5. In class, we stated that protein denaturation is reversible. When we cook an egg, which contains a large amount of protein, we clearly denature all of its protein. Why is it not possible to renature this protein by cooling our omelet? A. Because covalent bonds in the protein have been broken. B. Because the protein has fallen out of solution. C. Because there are no chaperone molecules to help fold the protein. D. It is possible to renature the protein by cooling the omelet - we just can’t see it happen.

OpenStudy (stephstar101):

B. Because the protein has fallen (or precipitated) out of the solution

OpenStudy (blues):

Hmm, I disagree. Protein typically does not precipitate (though through some wet lab wizardry involving solvents and spinning the sample in a centrifuge scientists can make protein precipitate, after a fashion, in the lab) in solution. The crude structural elements of proteins are held together with disulfide bonds between different cystine residues. All the finer structure - which amounts to most of the structure - is provided by weaker non-covalent bonds. Boiling an egg disrupts the non-covalent bonds at very low temperatures and it also disrupts the disulfide bonds at much higher temperatures.

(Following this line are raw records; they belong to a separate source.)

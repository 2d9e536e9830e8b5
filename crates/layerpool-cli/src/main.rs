//! Layerpool CLI - sentence embeddings from BERT hidden states.
//!
//! # Usage
//!
//! ```bash
//! # Embed the default sentence with the second-to-last layer
//! layerpool
//!
//! # Concatenate the last four layers for your own text
//! layerpool "after stealing money from the bank vault" --strategy concat:4
//!
//! # Machine-readable report, CPU only, custom output file
//! layerpool "query" --json --cpu --output embedding.safetensors
//!
//! # Show help
//! layerpool --help
//! ```

mod config;
mod embed;
mod output;

use anyhow::Result;
use clap::Parser;
use layerpool_core::config::DEFAULT_TEXT;
use layerpool_core::device::DevicePreference;
use layerpool_core::pooling::PoolingStrategy;
use std::path::PathBuf;
use tracing_subscriber::EnvFilter;

/// Layerpool sentence embedding CLI.
///
/// Runs one text through a pretrained BERT, mean-pools its hidden states
/// into a sentence vector and saves it as safetensors.
#[derive(Parser)]
#[command(name = "layerpool", version, about)]
struct Cli {
    /// Text to embed
    #[arg(default_value = DEFAULT_TEXT)]
    text: String,

    /// Directory with config.json, tokenizer.json and model.safetensors
    /// (default: $LAYERPOOL_MODEL_DIR, then bundled assets)
    #[arg(long)]
    model_dir: Option<PathBuf>,

    /// Pooling strategy: layer:N, concat:N or sum:N
    #[arg(short, long, default_value = "layer:-2")]
    strategy: PoolingStrategy,

    /// Scale the sentence vector to unit length
    #[arg(long)]
    normalize: bool,

    /// Run on the CPU even if an accelerator is available
    #[arg(long)]
    cpu: bool,

    /// Output file (default: platform data directory)
    #[arg(short, long)]
    output: Option<PathBuf>,

    /// Output the report as JSON
    #[arg(long)]
    json: bool,

    /// Enable verbose logging
    #[arg(short, long)]
    verbose: bool,
}

#[tokio::main]
async fn main() -> Result<()> {
    let cli = Cli::parse();

    // Initialize logging
    let filter = if cli.verbose {
        EnvFilter::new("info")
    } else {
        EnvFilter::try_from_default_env().unwrap_or_else(|_| EnvFilter::new("warn"))
    };
    tracing_subscriber::fmt()
        .with_env_filter(filter)
        .with_target(false)
        .with_writer(std::io::stderr)
        .init();

    let options = embed::EmbedOptions {
        text: cli.text,
        model_dir: cli.model_dir,
        strategy: cli.strategy,
        normalize: cli.normalize,
        device: if cli.cpu {
            DevicePreference::Cpu
        } else {
            DevicePreference::Auto
        },
        output: cli.output,
    };

    let report = embed::execute_embed(&options).await?;

    let output = if cli.json {
        output::format_json(&report)
    } else {
        output::format_human(&report)
    };
    println!("{}", output);

    Ok(())
}
//! Error types for layerpool-core.
//!
//! This module defines error types that are used across the core library,
//! including asset loading, tokenization, inference, pooling and tensor
//! storage errors.

use thiserror::Error;

/// Errors that can occur during embedding operations.
#[derive(Debug, Clone, Error)]
pub enum EmbeddingError {
    /// Failed to load model from bytes
    #[error("Failed to load model: {0}")]
    ModelLoad(String),
    /// Failed to create tensor during inference
    #[error("Failed to create tensor: {0}")]
    TensorCreation(String),
    /// Forward pass through the model failed
    #[error("Inference failed: {0}")]
    InferenceFailed(String),
    /// Failed to tokenize text
    #[error("Tokenization failed: {0}")]
    TokenizationFailed(String),
    /// Invalid configuration
    #[error("Invalid configuration: {0}")]
    InvalidConfig(String),
    /// Tokenizer not available or initialization failed
    #[error("Tokenizer unavailable: {0}")]
    TokenizerUnavailable(String),
    /// Hidden-state reduction failed
    #[error("Pooling failed: {0}")]
    PoolingFailed(String),
}

/// Errors that can occur during asset loading.
#[derive(Debug, Clone, Error)]
pub enum AssetError {
    /// Failed to load asset from source
    #[error("Failed to load asset: {0}")]
    LoadFailed(String),
    /// Asset not found at expected location
    #[error("Asset not found: {0}")]
    NotFound(String),
    /// Asset data is invalid or corrupted
    #[error("Invalid asset data: {0}")]
    InvalidData(String),
}

/// Errors that can occur while writing or reading a serialized tensor.
#[derive(Debug, Clone, Error)]
pub enum StorageError {
    #[error("IO error: {0}")]
    Io(String),
    #[error("Serialization error: {0}")]
    Serialization(String),
    #[error("Tensor '{0}' not found in file")]
    MissingTensor(String),
}

// Conversion implementations for error chaining

impl From<AssetError> for EmbeddingError {
    fn from(err: AssetError) -> Self {
        EmbeddingError::ModelLoad(err.to_string())
    }
}

impl From<std::io::Error> for StorageError {
    fn from(err: std::io::Error) -> Self {
        StorageError::Io(err.to_string())
    }
}

#[cfg(test)]
mod tests {
    use super::*;

    #[test]
    fn test_asset_error_becomes_model_load() {
        let err: EmbeddingError = AssetError::NotFound("config.json".to_string()).into();
        assert!(matches!(err, EmbeddingError::ModelLoad(_)));
        assert!(err.to_string().contains("config.json"));
    }

    #[test]
    fn test_io_error_becomes_storage_io() {
        let io = std::io::Error::new(std::io::ErrorKind::PermissionDenied, "denied");
        let err: StorageError = io.into();
        assert!(matches!(err, StorageError::Io(ref msg) if msg.contains("denied")));
    }
}
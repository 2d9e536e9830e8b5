//! Persisting sentence embeddings.
//!
//! Each embedding is written as a safetensors file holding exactly one
//! tensor under [`EMBEDDING_TENSOR_KEY`]. The format is Candle's native
//! tensor serialization, so a saved file can be reloaded onto any device.

use crate::config::EMBEDDING_TENSOR_KEY;
use crate::device::to_cpu;
use crate::error::StorageError;
use candle_core::{Device, Tensor};
use std::collections::HashMap;
use std::path::Path;
use tracing::{debug, info};

/// Writes `tensor` to `path`, creating parent directories as needed.
///
/// The tensor is copied to the CPU first so accelerator-resident tensors
/// serialize the same way as host tensors.
///
/// # Errors
///
/// Returns `StorageError::Io` if the directory cannot be created or
/// `StorageError::Serialization` if writing fails.
pub fn save_embedding(path: &Path, tensor: &Tensor) -> Result<(), StorageError> {
    if let Some(parent) = path.parent() {
        if !parent.as_os_str().is_empty() {
            std::fs::create_dir_all(parent)?;
        }
    }

    let host = to_cpu(tensor).map_err(|e| StorageError::Serialization(e.to_string()))?;
    let tensors = HashMap::from([(EMBEDDING_TENSOR_KEY.to_string(), host)]);

    candle_core::safetensors::save(&tensors, path).map_err(|e| {
        StorageError::Serialization(format!("Failed to write {}: {}", path.display(), e))
    })?;

    info!(
        "Saved embedding {:?} to {}",
        tensor.dims(),
        path.display()
    );
    Ok(())
}

/// Reads an embedding written by [`save_embedding`] onto `device`.
///
/// # Errors
///
/// Returns `StorageError::Io` for a missing file,
/// `StorageError::Serialization` for a corrupt one, and
/// `StorageError::MissingTensor` if the file lacks the embedding key.
pub fn load_embedding(path: &Path, device: &Device) -> Result<Tensor, StorageError> {
    if !path.exists() {
        return Err(StorageError::Io(format!(
            "Embedding file not found: {}",
            path.display()
        )));
    }

    let mut tensors = candle_core::safetensors::load(path, device).map_err(|e| {
        StorageError::Serialization(format!("Failed to read {}: {}", path.display(), e))
    })?;

    let tensor = tensors
        .remove(EMBEDDING_TENSOR_KEY)
        .ok_or_else(|| StorageError::MissingTensor(EMBEDDING_TENSOR_KEY.to_string()))?;

    debug!("Loaded embedding {:?} from {}", tensor.dims(), path.display());
    Ok(tensor)
}
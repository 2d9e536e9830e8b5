//! BERT encoder that exposes every hidden state.
//!
//! Candle's stock BERT only returns the final layer. Sentence-embedding
//! recipes that average the second-to-last layer or concatenate the last
//! four need the whole collection, so this module assembles the same
//! architecture from `candle-nn` layers and records the output of the
//! embedding layer and of each encoder layer.
//!
//! Weight names follow Hugging Face checkpoints, with or without the
//! `bert.` prefix, and accept both `weight/bias` and legacy `gamma/beta`
//! LayerNorm parameters.

use super::config::{BertConfig, HiddenAct};
use super::traits::HiddenStateEncoder;
use super::types::{HiddenStates, TokenizedText};
use crate::error::EmbeddingError;
use candle_core::{DType, Device, Module, Tensor};
use candle_nn::{embedding, linear, Embedding, LayerNorm, Linear, VarBuilder};
use tracing::{debug, info};

/// Loads a LayerNorm stored either as `weight/bias` or `gamma/beta`.
fn layer_norm(size: usize, eps: f64, vb: VarBuilder) -> candle_core::Result<LayerNorm> {
    if vb.contains_tensor("gamma") {
        let weight = vb.get(size, "gamma")?;
        let bias = vb.get(size, "beta")?;
        return Ok(LayerNorm::new(weight, bias, eps));
    }
    candle_nn::layer_norm(size, eps, vb)
}

struct BertEmbeddings {
    word_embeddings: Embedding,
    position_embeddings: Embedding,
    token_type_embeddings: Embedding,
    layer_norm: LayerNorm,
}

impl BertEmbeddings {
    fn load(vb: VarBuilder, config: &BertConfig) -> candle_core::Result<Self> {
        Ok(Self {
            word_embeddings: embedding(
                config.vocab_size,
                config.hidden_size,
                vb.pp("word_embeddings"),
            )?,
            position_embeddings: embedding(
                config.max_position_embeddings,
                config.hidden_size,
                vb.pp("position_embeddings"),
            )?,
            token_type_embeddings: embedding(
                config.type_vocab_size,
                config.hidden_size,
                vb.pp("token_type_embeddings"),
            )?,
            layer_norm: layer_norm(config.hidden_size, config.layer_norm_eps, vb.pp("LayerNorm"))?,
        })
    }

    /// `[batch, seq_len]` ids -> `[batch, seq_len, hidden]`
    fn forward(&self, input_ids: &Tensor, token_type_ids: &Tensor) -> candle_core::Result<Tensor> {
        let (_batch, seq_len) = input_ids.dims2()?;
        let position_ids = Tensor::arange(0u32, seq_len as u32, input_ids.device())?.unsqueeze(0)?;

        let words = self.word_embeddings.forward(input_ids)?;
        let token_types = self.token_type_embeddings.forward(token_type_ids)?;
        let positions = self.position_embeddings.forward(&position_ids)?;

        let summed = (words + token_types)?.broadcast_add(&positions)?;
        self.layer_norm.forward(&summed)
    }
}

struct SelfAttention {
    query: Linear,
    key: Linear,
    value: Linear,
    output: Linear,
    layer_norm: LayerNorm,
    num_heads: usize,
    head_dim: usize,
}

impl SelfAttention {
    fn load(vb: VarBuilder, config: &BertConfig) -> candle_core::Result<Self> {
        let hidden = config.hidden_size;
        let self_vb = vb.pp("self");
        let output_vb = vb.pp("output");
        Ok(Self {
            query: linear(hidden, hidden, self_vb.pp("query"))?,
            key: linear(hidden, hidden, self_vb.pp("key"))?,
            value: linear(hidden, hidden, self_vb.pp("value"))?,
            output: linear(hidden, hidden, output_vb.pp("dense"))?,
            layer_norm: layer_norm(hidden, config.layer_norm_eps, output_vb.pp("LayerNorm"))?,
            num_heads: config.num_attention_heads,
            head_dim: config.head_dim(),
        })
    }

    /// `[batch, seq, hidden]` -> `[batch, heads, seq, head_dim]`
    fn split_heads(&self, x: &Tensor) -> candle_core::Result<Tensor> {
        let (batch, seq_len, _) = x.dims3()?;
        x.reshape((batch, seq_len, self.num_heads, self.head_dim))?
            .transpose(1, 2)?
            .contiguous()
    }

    fn forward(&self, hidden_states: &Tensor) -> candle_core::Result<Tensor> {
        let (batch, seq_len, hidden) = hidden_states.dims3()?;

        let query = self.split_heads(&self.query.forward(hidden_states)?)?;
        let key = self.split_heads(&self.key.forward(hidden_states)?)?;
        let value = self.split_heads(&self.value.forward(hidden_states)?)?;

        // Single unpadded sequence: every position attends to every other,
        // so no attention mask is applied.
        let scores = (query.matmul(&key.t()?)? / (self.head_dim as f64).sqrt())?;
        let probs = candle_nn::ops::softmax_last_dim(&scores)?;

        let context = probs
            .matmul(&value)?
            .transpose(1, 2)?
            .contiguous()?
            .reshape((batch, seq_len, hidden))?;

        let projected = self.output.forward(&context)?;
        self.layer_norm.forward(&(projected + hidden_states)?)
    }
}

struct FeedForward {
    intermediate: Linear,
    output: Linear,
    layer_norm: LayerNorm,
    activation: HiddenAct,
}

impl FeedForward {
    fn load(vb: VarBuilder, config: &BertConfig) -> candle_core::Result<Self> {
        let output_vb = vb.pp("output");
        Ok(Self {
            intermediate: linear(
                config.hidden_size,
                config.intermediate_size,
                vb.pp("intermediate").pp("dense"),
            )?,
            output: linear(
                config.intermediate_size,
                config.hidden_size,
                output_vb.pp("dense"),
            )?,
            layer_norm: layer_norm(
                config.hidden_size,
                config.layer_norm_eps,
                output_vb.pp("LayerNorm"),
            )?,
            activation: config.hidden_act,
        })
    }

    fn forward(&self, hidden_states: &Tensor) -> candle_core::Result<Tensor> {
        let intermediate = self.intermediate.forward(hidden_states)?;
        let activated = match self.activation {
            HiddenAct::Gelu => intermediate.gelu_erf()?,
            HiddenAct::GeluApproximate => intermediate.gelu()?,
            HiddenAct::Relu => intermediate.relu()?,
        };
        let projected = self.output.forward(&activated)?;
        self.layer_norm.forward(&(projected + hidden_states)?)
    }
}

struct BertLayer {
    attention: SelfAttention,
    feed_forward: FeedForward,
}

impl BertLayer {
    fn load(vb: VarBuilder, config: &BertConfig) -> candle_core::Result<Self> {
        Ok(Self {
            attention: SelfAttention::load(vb.pp("attention"), config)?,
            feed_forward: FeedForward::load(vb, config)?,
        })
    }

    fn forward(&self, hidden_states: &Tensor) -> candle_core::Result<Tensor> {
        let attended = self.attention.forward(hidden_states)?;
        self.feed_forward.forward(&attended)
    }
}

/// BERT encoder returning the full hidden-state collection.
///
/// # Architecture
///
/// - Embeddings: word + position + token type, then LayerNorm
/// - `num_hidden_layers` post-norm transformer layers
/// - No pooler head: sentence vectors are derived from hidden states
///
/// # Examples
///
/// ```ignore
/// let config = BertConfig::from_json_bytes(&std::fs::read("config.json")?)?;
/// let model_bytes = std::fs::read("model.safetensors")?;
/// let encoder = BertEncoder::from_bytes(model_bytes, config, &Device::Cpu)?;
///
/// let hidden = encoder.encode(&tokenizer.encode("hello world")?)?;
/// assert_eq!(hidden.len(), 13); // embeddings + 12 layers
/// ```
pub struct BertEncoder {
    embeddings: BertEmbeddings,
    layers: Vec<BertLayer>,
    config: BertConfig,
    device: Device,
}

impl BertEncoder {
    /// Builds the encoder from a `VarBuilder`.
    ///
    /// Checkpoints exported from `BertModel` store weights at the root,
    /// those exported from task heads (`BertForMaskedLM`, ...) under `bert.`.
    ///
    /// # Errors
    ///
    /// Returns `EmbeddingError::ModelLoad` if a weight is missing or has the
    /// wrong shape, or `EmbeddingError::InvalidConfig` for a bad config.
    pub fn load(vb: VarBuilder, config: &BertConfig) -> Result<Self, EmbeddingError> {
        config.validate()?;

        let vb = if !vb.contains_tensor("embeddings.word_embeddings.weight")
            && vb.contains_tensor("bert.embeddings.word_embeddings.weight")
        {
            debug!("Weights use 'bert.' prefix");
            vb.pp("bert")
        } else {
            vb
        };
        let device = vb.device().clone();

        let embeddings = BertEmbeddings::load(vb.pp("embeddings"), config).map_err(|e| {
            EmbeddingError::ModelLoad(format!("Failed to load embeddings: {}", e))
        })?;

        let layers_vb = vb.pp("encoder").pp("layer");
        let layers = (0..config.num_hidden_layers)
            .map(|index| {
                BertLayer::load(layers_vb.pp(index), config).map_err(|e| {
                    EmbeddingError::ModelLoad(format!("Failed to load layer {}: {}", index, e))
                })
            })
            .collect::<Result<Vec<_>, _>>()?;

        Ok(Self {
            embeddings,
            layers,
            config: config.clone(),
            device,
        })
    }

    /// Creates an encoder from safetensors bytes on `device`.
    ///
    /// # Errors
    ///
    /// Returns `EmbeddingError::ModelLoad` if initialization fails.
    pub fn from_bytes(
        model_bytes: Vec<u8>,
        config: BertConfig,
        device: &Device,
    ) -> Result<Self, EmbeddingError> {
        info!("Loading encoder '{}'", config.model_id);
        info!(
            "Model bytes length: {} bytes ({:.2}MB)",
            model_bytes.len(),
            model_bytes.len() as f64 / 1_000_000.0
        );
        info!(
            "Config: {}d hidden, {} layers, {} heads",
            config.hidden_size, config.num_hidden_layers, config.num_attention_heads
        );

        // Validate safetensors header
        if model_bytes.len() < 8 {
            return Err(EmbeddingError::ModelLoad(
                "Model file too small".to_string(),
            ));
        }

        let vb = VarBuilder::from_buffered_safetensors(model_bytes, Self::select_dtype(device), device)
            .map_err(|e| {
                EmbeddingError::ModelLoad(format!("Failed to create VarBuilder: {}", e))
            })?;

        let encoder = Self::load(vb, &config)?;
        info!("Encoder created successfully");
        Ok(encoder)
    }

    /// Selects the data type for model weights.
    ///
    /// F32 everywhere: checkpoints stored as F16 are widened at load time so
    /// pooled vectors compare exactly across devices.
    pub fn select_dtype(_device: &Device) -> DType {
        DType::F32
    }

    pub fn config(&self) -> &BertConfig {
        &self.config
    }

    pub fn device(&self) -> &Device {
        &self.device
    }

    /// Runs the forward pass, keeping every intermediate hidden state.
    ///
    /// # Arguments
    ///
    /// * `input_ids` - `[batch, seq_len]` u32 token ids
    /// * `token_type_ids` - `[batch, seq_len]` u32 segment ids
    pub fn forward(
        &self,
        input_ids: &Tensor,
        token_type_ids: &Tensor,
    ) -> Result<HiddenStates, EmbeddingError> {
        let mut states = Vec::with_capacity(self.layers.len() + 1);

        let mut hidden = self
            .embeddings
            .forward(input_ids, token_type_ids)
            .map_err(|e| EmbeddingError::InferenceFailed(format!("Embedding layer failed: {}", e)))?;
        states.push(hidden.clone());

        for (index, layer) in self.layers.iter().enumerate() {
            hidden = layer.forward(&hidden).map_err(|e| {
                EmbeddingError::InferenceFailed(format!("Encoder layer {} failed: {}", index, e))
            })?;
            states.push(hidden.clone());
        }

        HiddenStates::new(states)
    }

    /// Builds `[1, seq_len]` id tensors on the model's device.
    fn input_tensors(&self, tokenized: &TokenizedText) -> Result<(Tensor, Tensor), EmbeddingError> {
        let seq_len = tokenized.len();
        let input_ids = Tensor::from_slice(&tokenized.ids, (1, seq_len), &self.device)
            .map_err(|e| EmbeddingError::TensorCreation(format!("Failed to create tensor: {}", e)))?;
        let token_type_ids = Tensor::from_slice(&tokenized.type_ids, (1, seq_len), &self.device)
            .map_err(|e| EmbeddingError::TensorCreation(format!("Failed to create tensor: {}", e)))?;
        Ok((input_ids, token_type_ids))
    }
}

impl HiddenStateEncoder for BertEncoder {
    fn max_position_embeddings(&self) -> usize {
        self.config.max_position_embeddings
    }

    fn hidden_size(&self) -> usize {
        self.config.hidden_size
    }

    fn hidden_state_count(&self) -> usize {
        self.layers.len() + 1
    }

    fn encode(&self, tokenized: &TokenizedText) -> Result<HiddenStates, EmbeddingError> {
        if tokenized.is_empty() {
            return Err(EmbeddingError::TokenizationFailed(
                "Cannot encode an empty token sequence".to_string(),
            ));
        }
        if tokenized.len() > self.config.max_position_embeddings {
            return Err(EmbeddingError::InvalidConfig(format!(
                "Sequence of {} tokens exceeds max_position_embeddings {}",
                tokenized.len(),
                self.config.max_position_embeddings
            )));
        }
        if tokenized.ids.iter().any(|&id| id as usize >= self.config.vocab_size) {
            return Err(EmbeddingError::InvalidConfig(format!(
                "Token id outside vocabulary of {}",
                self.config.vocab_size
            )));
        }

        let (input_ids, token_type_ids) = self.input_tensors(tokenized)?;
        let hidden = self.forward(&input_ids, &token_type_ids)?;
        debug!(
            "Forward pass produced {} hidden states of shape {:?}",
            hidden.len(),
            hidden.shape()
        );
        Ok(hidden)
    }
}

As the proteins - now a collection of unfolded peptides - in the egg white cool, they form all sorts of inappropriate bonds with other residues in their own chain and with other peptides all together. The result is one big tangled mat of peptides. The absence of chaperones, necessary for proper protein folding and now totally unfolded too) also contributes to the impossibility of refolding the peptides into properly structured proteins.